Frio castiga quem acorda cedo
PUBLICAÇÃO
sábado, 22 de julho de 2000
Erika Wandembruck Especial para a Folha De Curitiba 
O inverno deste ano, que é o mais rigoroso desde 1994, está castigando os profissionais que acordam de madrugada e pegam cedo no batente. Aqueles que trabalham expostos ao tempo também estão sofrendo com as baixas temperaturas registradas em Curitiba. Varredores de rua, cobradores de ônibus e faxineiros estão entre as profissões geladas.
É o exemplo do cobrador Feliciano Cruz, 30 anos, que acorda todo dia às 4 horas para ingressar no serviço às 5 horas. Cruz, que trabalha há dois anos e meio na estação-tubo do Ligeirinho Santa Clara,bairro Juvevê, nunca sentiu tanto frio como nos últimos dias. De madrugada é pior. Não há roupa que chegue. Como o tubo é aberto, não há como se aquecer, pois o vento bate de frente, desabafou. O cobrador recebe R$ 360,00 por mês. Quando ele foi entrevistado pela reportagem da Folha, ontem às 6h30, os termômetros marcavam 2 graus negativos.
Os mais de 150 varredores de rua de Curitiba, que se alternam nos três turnos, também sentem bastante frio. Meus pés estão congelados. Para me aquecer coloquei duas calças, duas blusas de lã, cachecol e gorro e, mesmo assim, estou com frio, disse a gari Ciça Caboclo, 46 anos, que exerce a função há 13 anos. Eu tenho dó dos 22 garis que estão fazendo o horário das 22 horas às 5h30. Nem varrendo eles conseguem se aquecer, comentou.

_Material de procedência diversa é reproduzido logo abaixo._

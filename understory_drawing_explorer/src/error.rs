// Copyright 2025 the Understory Authors
// SPDX-License-Identifier: Apache-2.0 OR MIT

use std::path::PathBuf;

/// Failure to load the metadata document.
///
/// Every variant is fatal for the view; there is no retry.
#[derive(Debug, thiserror::Error)]
pub enum LoadError {
    /// The metadata file could not be read.
    #[error("failed to read metadata from {}: {source}", path.display())]
    Read {
        /// Path that was read.
        path: PathBuf,
        /// Underlying I/O error.
        #[source]
        source: std::io::Error,
    },
    /// The metadata request failed or returned a non-success status.
    #[cfg(feature = "http")]
    #[error("metadata request to {url} failed: {source}")]
    Request {
        /// Requested URL.
        url: String,
        /// Underlying HTTP error.
        #[source]
        source: Box<ureq::Error>,
    },
    /// The document is not valid metadata JSON.
    #[error("metadata is malformed: {0}")]
    Parse(#[from] serde_json::Error),
}

/// Failure to derive a view.
///
/// Stale selections are never errors; only a missing snapshot or a snapshot
/// without a root drawing prevents derivation.
#[derive(Clone, Copy, Debug, PartialEq, Eq, thiserror::Error)]
pub enum DeriveError {
    /// No metadata has been loaded.
    #[error("project metadata is not available")]
    NoMetadata,
    /// The metadata has no drawing without a parent.
    #[error("project metadata has no root drawing")]
    NoRootDrawing,
}
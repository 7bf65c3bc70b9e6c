// Copyright 2025 the Understory Authors
// SPDX-License-Identifier: Apache-2.0 OR MIT

//! Selectors: pure functions from metadata plus intent to effective values.
//!
//! Every level uses the same fallback rule. If the requested id or name is
//! one of the current candidates, it is used; otherwise the first candidate
//! is used; with no candidates the effective value is `None`.

use serde::Serialize;
use understory_drawing_model::{DisciplineData, Drawing, Metadata, Revision};
use understory_drawing_selection::SelectionIntent;

use crate::DeriveError;

/// Picks the requested candidate, or the first one.
///
/// `level` names the selection level in logs when a stale request is
/// replaced.
fn resolve<'a, T: ?Sized>(
    level: &'static str,
    candidates: impl IntoIterator<Item = &'a T>,
    requested: Option<&str>,
    key: impl Fn(&T) -> &str,
) -> Option<&'a T> {
    let mut first = None;
    for candidate in candidates {
        if requested.is_some_and(|r| key(candidate) == r) {
            return Some(candidate);
        }
        first.get_or_insert(candidate);
    }
    if let (Some(requested), Some(fallback)) = (requested, first) {
        tracing::debug!(level, requested, fallback = key(fallback), "stale selection replaced by default");
    }
    first
}

/// Returns the root drawing, or `None` without metadata or without a
/// parentless drawing.
#[must_use]
pub fn root_drawing(metadata: Option<&Metadata>) -> Option<&Drawing> {
    metadata?.root()
}

/// Returns the spaces under `root`, ordered by id.
#[must_use]
pub fn spaces<'a>(metadata: &'a Metadata, root: &Drawing) -> Vec<&'a Drawing> {
    metadata.children_of(&root.id)
}

/// Returns the effective space.
#[must_use]
pub fn effective_space<'a>(spaces: &[&'a Drawing], requested: Option<&str>) -> Option<&'a Drawing> {
    resolve("space", spaces.iter().copied(), requested, |d| d.id.as_str())
}

/// Returns the discipline names of `space` in document order.
#[must_use]
pub fn discipline_names(space: Option<&Drawing>) -> Vec<&str> {
    space.map(|s| s.discipline_names().collect()).unwrap_or_default()
}

/// Returns the effective discipline name.
#[must_use]
pub fn effective_discipline_name<'a>(names: &[&'a str], requested: Option<&str>) -> Option<&'a str> {
    resolve("discipline", names.iter().copied(), requested, |n| n)
}

/// Returns the discipline named `name` on `space`.
#[must_use]
pub fn selected_discipline<'a>(
    space: Option<&'a Drawing>,
    name: Option<&str>,
) -> Option<&'a DisciplineData> {
    space?.discipline(name?)
}

/// Returns the region names of `discipline` in document order.
#[must_use]
pub fn region_names(discipline: Option<&DisciplineData>) -> Vec<&str> {
    discipline
        .and_then(|d| d.regions.as_ref())
        .map(|regions| regions.keys().map(String::as_str).collect())
        .unwrap_or_default()
}

/// Returns the effective region name.
#[must_use]
pub fn effective_region_name<'a>(names: &[&'a str], requested: Option<&str>) -> Option<&'a str> {
    resolve("region", names.iter().copied(), requested, |n| n)
}

/// Returns the revision pool for the current discipline and region.
///
/// A selected region that exists on the discipline replaces the pool
/// entirely, even when its own list is empty; pools are never merged.
#[must_use]
pub fn revision_candidates<'a>(
    discipline: Option<&'a DisciplineData>,
    region: Option<&str>,
) -> &'a [Revision] {
    let Some(discipline) = discipline else {
        return &[];
    };
    match region.and_then(|name| discipline.region(name)) {
        Some(region) => &region.revisions,
        None => &discipline.revisions,
    }
}

/// Returns the effective revision.
#[must_use]
pub fn effective_revision<'a>(candidates: &'a [Revision], requested: Option<&str>) -> Option<&'a Revision> {
    resolve("revision", candidates, requested, |r| r.version.as_str())
}

/// Returns the latest revision of a normalized pool.
#[must_use]
pub fn latest_revision(candidates: &[Revision]) -> Option<&Revision> {
    candidates.first()
}

/// Returns the image file shown as the base layer.
///
/// A discipline that has regions and its own image always shows that image;
/// its regions only switch the revision pool. Otherwise the first present of
/// the revision's, the discipline's, and the space's image wins.
#[must_use]
pub fn base_image<'a>(
    revision: Option<&'a Revision>,
    discipline: Option<&'a DisciplineData>,
    space: Option<&'a Drawing>,
) -> Option<&'a str> {
    if let Some(discipline) = discipline
        && discipline.regions.is_some()
        && let Some(image) = discipline.image.as_deref()
    {
        return Some(image);
    }
    revision
        .map(|r| r.image.as_str())
        .or_else(|| discipline.and_then(|d| d.image.as_deref()))
        .or_else(|| space.map(|s| s.image.as_str()))
}

/// Returns every discipline of the space except the selected one.
#[must_use]
pub fn overlay_candidates<'a>(names: &[&'a str], selected: Option<&str>) -> Vec<&'a str> {
    names
        .iter()
        .copied()
        .filter(|name| Some(*name) != selected)
        .collect()
}

/// Returns the requested overlays that are still candidates, in request order.
#[must_use]
pub fn effective_overlays<'a, 'r>(
    requested: impl IntoIterator<Item = &'r str>,
    candidates: &[&'a str],
) -> Vec<&'a str> {
    requested
        .into_iter()
        .filter_map(|name| candidates.iter().copied().find(|c| *c == name))
        .collect()
}

/// The fully resolved selection, as owned values.
#[derive(Clone, Debug, Default, PartialEq, Eq, Serialize)]
pub struct EffectiveSelection {
    /// Effective space id.
    pub space_id: Option<String>,
    /// Effective discipline name.
    pub discipline: Option<String>,
    /// Effective region name.
    pub region: Option<String>,
    /// Effective revision version.
    pub revision_version: Option<String>,
    /// Effective overlay disciplines, in the order they were requested.
    pub overlays: Vec<String>,
}

/// Everything derived from metadata and intent for one render.
///
/// All references borrow from the metadata.
#[derive(Clone, Debug)]
pub struct ExplorerView<'a> {
    /// The metadata this view was derived from.
    pub metadata: &'a Metadata,
    /// The root drawing.
    pub root: &'a Drawing,
    /// Candidate spaces, ordered by id.
    pub spaces: Vec<&'a Drawing>,
    /// Effective space.
    pub space: Option<&'a Drawing>,
    /// Candidate disciplines of the effective space.
    pub discipline_names: Vec<&'a str>,
    /// Effective discipline name.
    pub discipline_name: Option<&'a str>,
    /// Effective discipline.
    pub discipline: Option<&'a DisciplineData>,
    /// Candidate regions of the effective discipline.
    pub region_names: Vec<&'a str>,
    /// Effective region name.
    pub region_name: Option<&'a str>,
    /// Revision pool, latest first.
    pub revision_candidates: &'a [Revision],
    /// Effective revision.
    pub revision: Option<&'a Revision>,
    /// Latest revision of the pool.
    pub latest_revision: Option<&'a Revision>,
    /// Base image file name.
    pub base_image: Option<&'a str>,
    /// Disciplines that may be overlaid.
    pub overlay_candidates: Vec<&'a str>,
    /// Effective overlay disciplines.
    pub overlays: Vec<&'a str>,
}

impl ExplorerView<'_> {
    /// Returns the resolved selection as owned values.
    #[must_use]
    pub fn selection(&self) -> EffectiveSelection {
        EffectiveSelection {
            space_id: self.space.map(|s| s.id.clone()),
            discipline: self.discipline_name.map(str::to_owned),
            region: self.region_name.map(str::to_owned),
            revision_version: self.revision.map(|r| r.version.clone()),
            overlays: self.overlays.iter().map(|&name| name.to_owned()).collect(),
        }
    }
}

/// Derives the whole view for `intent`.
///
/// # Errors
///
/// Returns [`DeriveError::NoMetadata`] when `metadata` is `None` and
/// [`DeriveError::NoRootDrawing`] when no drawing is parentless. Stale or
/// missing choices in `intent` are never errors.
pub fn derive_view<'a>(
    metadata: Option<&'a Metadata>,
    intent: &SelectionIntent,
) -> Result<ExplorerView<'a>, DeriveError> {
    let metadata = metadata.ok_or(DeriveError::NoMetadata)?;
    let root = metadata.root().ok_or(DeriveError::NoRootDrawing)?;

    let spaces = spaces(metadata, root);
    let space = effective_space(&spaces, intent.space_id());

    let discipline_names = discipline_names(space);
    let discipline_name = effective_discipline_name(&discipline_names, intent.discipline());
    let discipline = selected_discipline(space, discipline_name);

    let region_names = region_names(discipline);
    let region_name = effective_region_name(&region_names, intent.region());

    let revision_candidates = revision_candidates(discipline, region_name);
    let revision = effective_revision(revision_candidates, intent.revision_version());
    let latest_revision = latest_revision(revision_candidates);

    let base_image = base_image(revision, discipline, space);

    let overlay_candidates = overlay_candidates(&discipline_names, discipline_name);
    let overlays = effective_overlays(
        intent.overlays().iter().map(String::as_str),
        &overlay_candidates,
    );

    Ok(ExplorerView {
        metadata,
        root,
        spaces,
        space,
        discipline_names,
        discipline_name,
        discipline,
        region_names,
        region_name,
        revision_candidates,
        revision,
        latest_revision,
        base_image,
        overlay_candidates,
        overlays,
    })
}

/// Derives only the resolved selection for `intent`.
///
/// # Errors
///
/// See [`derive_view`].
pub fn derive_effective_selection(
    metadata: Option<&Metadata>,
    intent: &SelectionIntent,
) -> Result<EffectiveSelection, DeriveError> {
    derive_view(metadata, intent).map(|view| view.selection())
}
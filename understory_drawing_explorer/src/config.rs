// Copyright 2025 the Understory Authors
// SPDX-License-Identifier: Apache-2.0 OR MIT

use serde::{Deserialize, Deserializer, Serialize};

/// Default location of the metadata document.
pub const DEFAULT_METADATA_PATH: &str = "/timwork/data/metadata.json";

/// Default directory that drawing image files are served from.
pub const DEFAULT_DRAWING_BASE_PATH: &str = "/timwork/data/drawings";

/// How a layer is composited over the layers below it.
#[derive(Clone, Copy, Debug, Default, PartialEq, Eq, Serialize, Deserialize)]
#[serde(rename_all = "lowercase")]
pub enum BlendMode {
    /// Plain source-over.
    #[default]
    Normal,
    /// Multiply, which keeps dark linework from both layers visible.
    Multiply,
}

impl BlendMode {
    /// Returns the CSS `mix-blend-mode` keyword.
    #[must_use]
    pub fn as_css(self) -> &'static str {
        match self {
            Self::Normal => "normal",
            Self::Multiply => "multiply",
        }
    }
}

/// Opacity and blend mode of a layer.
#[derive(Clone, Copy, Debug, PartialEq, Serialize, Deserialize)]
pub struct LayerStyle {
    /// Opacity in `0.0..=1.0`.
    pub opacity: f64,
    /// Blend mode.
    pub blend_mode: BlendMode,
}

/// A style as written in a configuration document, where either field may be
/// left out.
#[derive(Deserialize)]
struct PartialLayerStyle {
    opacity: Option<f64>,
    blend_mode: Option<BlendMode>,
}

impl LayerStyle {
    /// Style of discipline overlays: translucent, multiplied.
    pub const OVERLAY: Self = Self {
        opacity: 0.45,
        blend_mode: BlendMode::Multiply,
    };

    /// Style of the default region layer: opaque, normal.
    pub const REGION: Self = Self {
        opacity: 1.0,
        blend_mode: BlendMode::Normal,
    };

    fn merged(self, partial: PartialLayerStyle) -> Self {
        Self {
            opacity: partial.opacity.unwrap_or(self.opacity),
            blend_mode: partial.blend_mode.unwrap_or(self.blend_mode),
        }
    }
}

fn overlay_style<'de, D: Deserializer<'de>>(deserializer: D) -> Result<LayerStyle, D::Error> {
    PartialLayerStyle::deserialize(deserializer).map(|p| LayerStyle::OVERLAY.merged(p))
}

fn region_style<'de, D: Deserializer<'de>>(deserializer: D) -> Result<LayerStyle, D::Error> {
    PartialLayerStyle::deserialize(deserializer).map(|p| LayerStyle::REGION.merged(p))
}

/// Explorer configuration.
///
/// Every field has a default, so a partial TOML or JSON document only needs
/// the fields it changes. A style that sets only some of its fields keeps
/// the rest from [`LayerStyle::OVERLAY`] or [`LayerStyle::REGION`].
#[derive(Clone, Debug, PartialEq, Serialize, Deserialize)]
#[serde(default)]
pub struct ExplorerConfig {
    /// Location of the metadata document.
    pub metadata_path: String,
    /// Directory that drawing image files are served from.
    pub drawing_base_path: String,
    /// Style of discipline overlay layers.
    #[serde(deserialize_with = "overlay_style")]
    pub overlay_style: LayerStyle,
    /// Style of the default region layer.
    #[serde(deserialize_with = "region_style")]
    pub region_style: LayerStyle,
}

impl Default for ExplorerConfig {
    fn default() -> Self {
        Self {
            metadata_path: DEFAULT_METADATA_PATH.to_owned(),
            drawing_base_path: DEFAULT_DRAWING_BASE_PATH.to_owned(),
            overlay_style: LayerStyle::OVERLAY,
            region_style: LayerStyle::REGION,
        }
    }
}

impl ExplorerConfig {
    /// Returns the URL of a drawing image file.
    #[must_use]
    pub fn drawing_url(&self, file_name: &str) -> String {
        crate::drawing_url(&self.drawing_base_path, file_name)
    }
}
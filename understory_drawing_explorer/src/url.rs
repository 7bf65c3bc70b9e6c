// Copyright 2025 the Understory Authors
// SPDX-License-Identifier: Apache-2.0 OR MIT

/// Returns the URL of a drawing image file under `base_path`.
///
/// The file name is percent-encoded as a single path component: everything
/// but `A-Z a-z 0-9 - _ . ~` is escaped, so spaces, slashes and non-ASCII
/// names are all safe.
#[must_use]
pub fn drawing_url(base_path: &str, file_name: &str) -> String {
    format!(
        "{}/{}",
        base_path.trim_end_matches('/'),
        urlencoding::encode(file_name)
    )
}
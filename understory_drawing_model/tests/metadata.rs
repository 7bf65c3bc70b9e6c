// Copyright 2025 the Understory Authors
// SPDX-License-Identifier: Apache-2.0 OR MIT

//! Tests for loading metadata and normalizing revision collections.

use serde_json::{Value, json};
use understory_drawing_model::{
    Metadata, Revision, normalize_revision_list, normalize_revisions, parse_revision_date,
};

const PROJECT: &str = r#"{
    "project": { "name": "Harbor Tower", "unit": "mm" },
    "disciplines": [{ "name": "Architectural" }, { "name": "Structural" }],
    "drawings": {
        "00": {
            "id": "00", "name": "Site Plan", "image": "site.png",
            "parent": null, "position": null
        },
        "02": {
            "id": "02", "name": "Parking", "image": "parking.png", "parent": "00",
            "position": { "vertices": [[0, 0], [10, 0], [10], [10, 10]],
                          "imageTransform": { "x": 5, "y": 5, "scale": 1, "rotation": 0 } }
        },
        "01": {
            "id": "01", "name": "Lobby", "image": "lobby.png", "parent": "00",
            "position": null,
            "disciplines": {
                "Structural": {
                    "image": "lobby-str.png",
                    "revisions": {
                        "REV1": { "version": "REV1", "image": "str-1.png",
                                  "date": "2024-01-01", "description": "issue" },
                        "REV2": { "version": "REV2", "image": "str-2.png",
                                  "date": "2024-02-01", "description": "columns" }
                    }
                },
                "Architectural": {
                    "regions": {
                        "B": { "revisions": [] },
                        "A": { "revisions": [
                            { "version": "A1", "image": "a-1.png",
                              "date": "2024-03-01", "description": "east wing" }
                        ] }
                    },
                    "revisions": "not a list"
                }
            }
        }
    }
}"#;

fn versions(revisions: &[Revision]) -> Vec<&str> {
    revisions.iter().map(|r| r.version.as_str()).collect()
}

#[test]
fn loads_root_and_sorted_children() {
    let metadata = Metadata::from_json_str(PROJECT).unwrap();
    assert_eq!(metadata.project.name, "Harbor Tower");
    assert_eq!(metadata.disciplines.len(), 2);

    let root = metadata.root().unwrap();
    assert_eq!(root.id, "00");

    let children: Vec<&str> = metadata
        .children_of(&root.id)
        .iter()
        .map(|d| d.id.as_str())
        .collect();
    assert_eq!(children, ["01", "02"]);
}

#[test]
fn discipline_and_region_maps_keep_document_order() {
    let metadata = Metadata::from_json_str(PROJECT).unwrap();
    let lobby = metadata.drawing("01").unwrap();

    let names: Vec<&str> = lobby.discipline_names().collect();
    assert_eq!(names, ["Structural", "Architectural"]);

    let arch = lobby.discipline("Architectural").unwrap();
    let regions: Vec<&str> = arch
        .regions
        .as_ref()
        .unwrap()
        .keys()
        .map(String::as_str)
        .collect();
    assert_eq!(regions, ["B", "A"]);
    assert!(arch.revisions.is_empty());
    assert_eq!(versions(&arch.region("A").unwrap().revisions), ["A1"]);
}

#[test]
fn keyed_revisions_are_normalized_on_load() {
    let metadata = Metadata::from_json_str(PROJECT).unwrap();
    let structural = metadata
        .drawing("01")
        .and_then(|d| d.discipline("Structural"))
        .unwrap();
    assert_eq!(versions(&structural.revisions), ["REV2", "REV1"]);
    assert_eq!(structural.latest_revision().unwrap().image, "str-2.png");
}

#[test]
fn position_points_skip_short_vertices() {
    let metadata = Metadata::from_json_str(PROJECT).unwrap();
    let parking = metadata.drawing("02").unwrap();
    let points = parking.position.as_ref().unwrap().points();
    assert_eq!(points.len(), 3);
}

#[test]
fn non_object_metadata_is_an_error() {
    assert!(Metadata::from_json_str("[]").is_err());
    assert!(Metadata::from_json_str("null").is_err());
    assert!(Metadata::from_json_str("{ \"drawings\": ").is_err());
}

#[test]
fn normalization_is_idempotent() {
    let raw = json!([
        { "version": "A", "image": "a.png", "date": "2024-01-01", "description": "a" },
        { "version": "B", "image": "b.png", "date": "2024-06-01", "description": "b",
          "changes": ["x"], "imageTransform": { "x": 1, "y": 2, "scale": 0.5, "rotation": 0.1 } },
        { "version": "C", "image": "c.png", "date": "2024-01-01", "description": "c" }
    ]);
    let once = normalize_revisions(&raw);
    let again = normalize_revisions(&serde_json::to_value(&once).unwrap());
    assert_eq!(once, again);
    assert_eq!(normalize_revision_list(once.clone()), once);
}

#[test]
fn equal_dates_keep_input_order() {
    let raw: Value = json!([
        { "version": "first", "image": "1.png", "date": "2024-01-01", "description": "" },
        { "version": "newer", "image": "2.png", "date": "2024-05-01", "description": "" },
        { "version": "second", "image": "3.png", "date": "2024-01-01", "description": "" },
        { "version": "third", "image": "4.png", "date": "2024-01-01T00:00:00Z", "description": "" }
    ]);
    let normalized = normalize_revisions(&raw);
    assert_eq!(versions(&normalized), ["newer", "first", "second", "third"]);

    let dates: Vec<_> = normalized.iter().map(|r| parse_revision_date(&r.date)).collect();
    assert!(dates.windows(2).all(|pair| pair[0] >= pair[1]));
}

Enquanto os personagens destas profissões geladas quase morrem de frio, os funcionários de frigorífico Edivaldo de Assis, 35 anos, e Jair Palhares, 30 anos, não sofrem ao desempenhar suas funções em dias de baixa temperatura. Isso porque eles entram várias vezes por dia nas câmeras frigoríficas , cuja temperatura é de 20 graus negativos. Quando está calor é pior porque ocorre um choque térmico. Como a temperatura ambiente está baixa, quando entramos na câmera nem sentimos frio, afirmou Assis.